Liberdade Experiencial: o grupo que vivencia uma liberdade experiencial aplica a
sua potencialidade terapêutica, que reside nos seus membros, na ajuda de outros (vide
Conclusão, 5.2.)
Movimento e Contato Físico: a expressão, por parte do terapeuta, através do
movimento e contato físico, deve ocorrer em consonância com o que sente, de forma
autêntica, espontânea e de acordo com o contexto grupal (Rogers, 1970). A nossa
experiência mostra que um terapeuta é efetivo na condução de um grupo quando ele,
cada vez menos, centraliza a atenção sobre si. E, segundo Wood (1983), “o sucesso (do
grupo) não é caracterizado por quão bem o facilitador se saliente na apresentação das
atitudes fundamentais, mas por quão bem a criativa sabedoria grupal provedora de
crescimento é liberada e por quão bem os benefícios do crescimento são propiciados a
seus membros” (p. 67).
Do ponto de vista operacional, apresentaremos, a seguir, um resumo sobre os
Grupos de Encontro em seus vários aspectos funcionais:
Filosofia: o grupo se “dirige” (sentido da própria direção).
Objetivo: facilitar o crescimento pessoal e o desenvolvimento e aperfeiçoamento
da comunicação e relações interpessoais.
Estrutura Extrínseca:
. Duração: 18 a 20 horas em um fim de semana.
. Número de participantes: de 8 a 18 participantes.
. Composição: pode ser homogêneo ou heterogêneo.
. Espaço: o desejável, por se tratar de um grupo residencial, é que a sua
realização seja num sítio, ou seja, as vivências se dão no mesmo
lugar.
. Tempo: o início e o término das sessões são definidas pelo grupo.

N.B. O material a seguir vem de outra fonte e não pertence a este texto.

//! HTTP request builder and response parser for the sweets API.
//!
//! # Design
//! `SweetsClient` holds a `base_url` and the current bearer `Credential`.
//! Each operation is split into a `build_*` method that produces an
//! `HttpRequest` and a `parse_*` method that consumes an `HttpResponse`.
//! The host executes the actual HTTP round trip, keeping the core
//! deterministic and free of I/O dependencies.

use serde::de::DeserializeOwned;

use crate::auth::Credential;
use crate::error::ApiError;
use crate::http::{HttpMethod, HttpRequest, HttpResponse};
use crate::types::{AccessToken, LoginRequest, Sweet};

/// Client for the sweets API.
///
/// Builds `HttpRequest` values and parses `HttpResponse` values without
/// touching the network.
#[derive(Debug, Clone)]
pub struct SweetsClient {
    base_url: String,
    credential: Credential,
}

impl SweetsClient {
    pub fn new(base_url: &str, credential: Credential) -> Self {
        Self {
            base_url: base_url.trim_end_matches('/').to_string(),
            credential,
        }
    }

    pub fn base_url(&self) -> &str {
        &self.base_url
    }

    pub fn credential(&self) -> &Credential {
        &self.credential
    }

    /// Replace the credential used by every subsequent `build_*` call.
    /// Requests that were already built keep the old header.
    pub fn rotate_credential(&mut self, credential: Credential) {
        tracing::debug!(expires_at = ?credential.expires_at(), "rotating bearer credential");
        self.credential = credential;
    }

    pub fn build_list_sweets(&self) -> HttpRequest {
        HttpRequest {
            method: HttpMethod::Get,
            path: format!("{}/api/sweets", self.base_url),
            headers: vec![self.credential.authorization_header()],
            body: None,
        }
    }

    pub fn build_purchase_sweet(&self, id: u64) -> HttpRequest {
        HttpRequest {
            method: HttpMethod::Post,
            path: format!("{}/api/sweets/{id}/purchase", self.base_url),
            headers: vec![self.credential.authorization_header()],
            body: None,
        }
    }

    pub fn build_login(&self, input: &LoginRequest) -> Result<HttpRequest, ApiError> {
        let body = serde_json::to_string(input).map_err(|e| ApiError::Serialization(e.to_string()))?;
        Ok(HttpRequest {
            method: HttpMethod::Post,
            path: format!("{}/api/auth/login", self.base_url),
            headers: vec![("content-type".to_string(), "application/json".to_string())],
            body: Some(body),
        })
    }

    pub fn parse_list_sweets(&self, response: HttpResponse) -> Result<Vec<Sweet>, ApiError> {
        if !response.is_success() {
            return Err(ApiError::ListFetch {
                status: Some(response.status),
            });
        }
        decode(&response)
    }

    /// The server echoes the updated sweet; callers only need the success
    /// signal, but the body is still decoded strictly.
    pub fn parse_purchase_sweet(&self, response: HttpResponse) -> Result<Sweet, ApiError> {
        if !response.is_success() {
            return Err(ApiError::Purchase {
                status: Some(response.status),
            });
        }
        decode(&response)
    }

    pub fn parse_login(&self, response: HttpResponse) -> Result<AccessToken, ApiError> {
        if !response.is_success() {
            return Err(ApiError::Login {
                status: Some(response.status),
            });
        }
        decode(&response)
    }
}

fn decode<T: DeserializeOwned>(response: &HttpResponse) -> Result<T, ApiError> {
    serde_json::from_str(&response.body).map_err(|e| ApiError::Decode(e.to_string()))
}
//! Storefront view: list state plus the load and purchase handlers.
//!
//! # Design
//! The view never performs I/O. Each handler returns a pending request
//! stamped with a ticket; the host executes the request and feeds the
//! outcome back together with that ticket. A ticket from an earlier mount
//! epoch, or a list ticket older than the latest issued load, is stale and
//! its outcome is dropped. This keeps a late response from landing on a
//! torn-down view or overwriting a fresher snapshot.
//!
//! The list is only ever replaced wholesale by a successful fetch. Failures
//! set the inline error and leave whatever was rendered before in place.

use crate::client::SweetsClient;
use crate::error::{ApiError, TransportError};
use crate::http::{HttpRequest, HttpResponse};
use crate::render::{render_page, Page};
use crate::types::Sweet;

/// What the host got back from executing a request.
pub type Outcome = Result<HttpResponse, TransportError>;

#[derive(Debug, Clone, Copy, PartialEq, Eq)]
pub struct LoadTicket {
    epoch: u64,
    generation: u64,
}

#[derive(Debug, Clone, Copy, PartialEq, Eq)]
pub struct PurchaseTicket {
    epoch: u64,
    id: u64,
}

impl PurchaseTicket {
    pub fn sweet_id(&self) -> u64 {
        self.id
    }
}

#[derive(Debug, Clone)]
pub struct PendingLoad {
    pub ticket: LoadTicket,
    pub request: HttpRequest,
}

#[derive(Debug, Clone)]
pub struct PendingPurchase {
    pub ticket: PurchaseTicket,
    pub request: HttpRequest,
}

/// Observable phase of the list.
#[derive(Debug, Clone, Copy, PartialEq, Eq)]
pub enum ListPhase {
    /// Nothing loaded and no error yet.
    Unset,
    Loaded,
    /// An error is set. A previously loaded list may still be shown.
    Errored,
}

#[derive(Debug, Clone, PartialEq, Eq)]
pub enum LoadResult {
    Applied,
    Failed(ApiError),
    Discarded,
}

#[derive(Debug)]
pub enum PurchaseResult {
    /// Purchase went through; re-fetch the list.
    Reload(PendingLoad),
    /// Purchase failed; show `message` in a blocking notification.
    Notify(String),
    Discarded,
}

#[derive(Debug)]
pub struct Storefront {
    client: SweetsClient,
    sweets: Option<Vec<Sweet>>,
    error: Option<String>,
    mounted: bool,
    epoch: u64,
    generation: u64,
}

impl Storefront {
    pub fn new(client: SweetsClient) -> Self {
        Self {
            client,
            sweets: None,
            error: None,
            mounted: false,
            epoch: 0,
            generation: 0,
        }
    }

    pub fn client(&self) -> &SweetsClient {
        &self.client
    }

    pub fn client_mut(&mut self) -> &mut SweetsClient {
        &mut self.client
    }

    pub fn sweets(&self) -> Option<&[Sweet]> {
        self.sweets.as_deref()
    }

    pub fn error(&self) -> Option<&str> {
        self.error.as_deref()
    }

    pub fn is_mounted(&self) -> bool {
        self.mounted
    }

    pub fn phase(&self) -> ListPhase {
        match (&self.error, &self.sweets) {
            (Some(_), _) => ListPhase::Errored,
            (None, Some(_)) => ListPhase::Loaded,
            (None, None) => ListPhase::Unset,
        }
    }

    /// Start a new mount epoch and kick off the initial load.
    pub fn mount(&mut self) -> PendingLoad {
        self.epoch += 1;
        self.mounted = true;
        tracing::debug!(epoch = self.epoch, "storefront mounted");
        self.begin_load()
    }

    /// Tear down. Every outstanding ticket becomes stale.
    pub fn unmount(&mut self) {
        self.mounted = false;
        self.epoch += 1;
        tracing::debug!(epoch = self.epoch, "storefront unmounted");
    }

    pub fn begin_load(&mut self) -> PendingLoad {
        self.generation += 1;
        PendingLoad {
            ticket: LoadTicket {
                epoch: self.epoch,
                generation: self.generation,
            },
            request: self.client.build_list_sweets(),
        }
    }

    pub fn complete_load(&mut self, ticket: LoadTicket, outcome: Outcome) -> LoadResult {
        if !self.is_current_epoch(ticket.epoch) || ticket.generation != self.generation {
            tracing::debug!(
                ticket_generation = ticket.generation,
                current_generation = self.generation,
                "discarding stale list response"
            );
            return LoadResult::Discarded;
        }

        let result = match outcome {
            Ok(response) => self.client.parse_list_sweets(response),
            Err(e) => {
                tracing::warn!(error = %e, "list request did not complete");
                Err(ApiError::ListFetch { status: None })
            }
        };

        match result {
            Ok(sweets) => {
                tracing::debug!(count = sweets.len(), "sweets loaded");
                self.sweets = Some(sweets);
                self.error = None;
                LoadResult::Applied
            }
            Err(e) => {
                tracing::warn!(error = %e, status = ?e.status(), "failed to load sweets");
                self.error = Some(e.to_string());
                LoadResult::Failed(e)
            }
        }
    }

    pub fn begin_purchase(&mut self, id: u64) -> PendingPurchase {
        PendingPurchase {
            ticket: PurchaseTicket {
                epoch: self.epoch,
                id,
            },
            request: self.client.build_purchase_sweet(id),
        }
    }

    pub fn complete_purchase(&mut self, ticket: PurchaseTicket, outcome: Outcome) -> PurchaseResult {
        if !self.is_current_epoch(ticket.epoch) {
            tracing::debug!(id = ticket.id, "discarding purchase response after teardown");
            return PurchaseResult::Discarded;
        }

        let result = match outcome {
            Ok(response) => self.client.parse_purchase_sweet(response),
            Err(e) => {
                tracing::warn!(error = %e, "purchase request did not complete");
                Err(ApiError::Purchase { status: None })
            }
        };

        match result {
            Ok(sweet) => {
                tracing::debug!(id = sweet.id, remaining = sweet.quantity, "purchase accepted");
                PurchaseResult::Reload(self.begin_load())
            }
            Err(e) => {
                tracing::warn!(id = ticket.id, error = %e, status = ?e.status(), "purchase failed");
                PurchaseResult::Notify(e.to_string())
            }
        }
    }

    pub fn page(&self, currency: &str) -> Page {
        render_page(self.sweets(), self.error(), currency)
    }

    fn is_current_epoch(&self, epoch: u64) -> bool {
        self.mounted && epoch == self.epoch
    }
}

. Número de facilitadores: acima de 12 participantes é desejável 2
facilitadores.
Estrutura Intrínseca: a estruturação é implícita, onde os participantes são livres
para escolher os próprios objetivos e direções pessoais.
Dinâmica: a dinâmica do grupo é fundada na igualdade entre os participantes, na
liberdade, na presença cognitiva e afetiva.
Atuação do Facilitador : facilitar a expressão dos sentimentos e pensamentos dos
participantes. Desenvolver um clima psicológico de segurança no qual a liberdade de
expressão e a redução de defesas se verifiquem. Não dirigir para “objetivos específicos”
e, segundo Fonseca (1983) “ os promotores-facilitadores visam estar presentes no
desvelamento e construção da realidade grupal e não lhes interessa o controle da
consciência ou do comportamento dos membros do grupo (...) uma vez que confiam que
o exercício espontâneo destes conduz, inevitavelmente, à sanidade; a um genuíno e
confiável controle autógeno” (144). O facilitador deve ser responsável para com os
participantes e participar como um membro do grupo.
A proposta deste capítulo é ter tornado claros os objetivos, as etapas do processo
e as características do facilitador de grupos, permitindo uma visão ampla sobre os
Grupos de Encontro que possibilite verificar neste estudo os alcances que a experiência
intensiva de vivenciar um grupo de encontro tem para aquele que dela participa.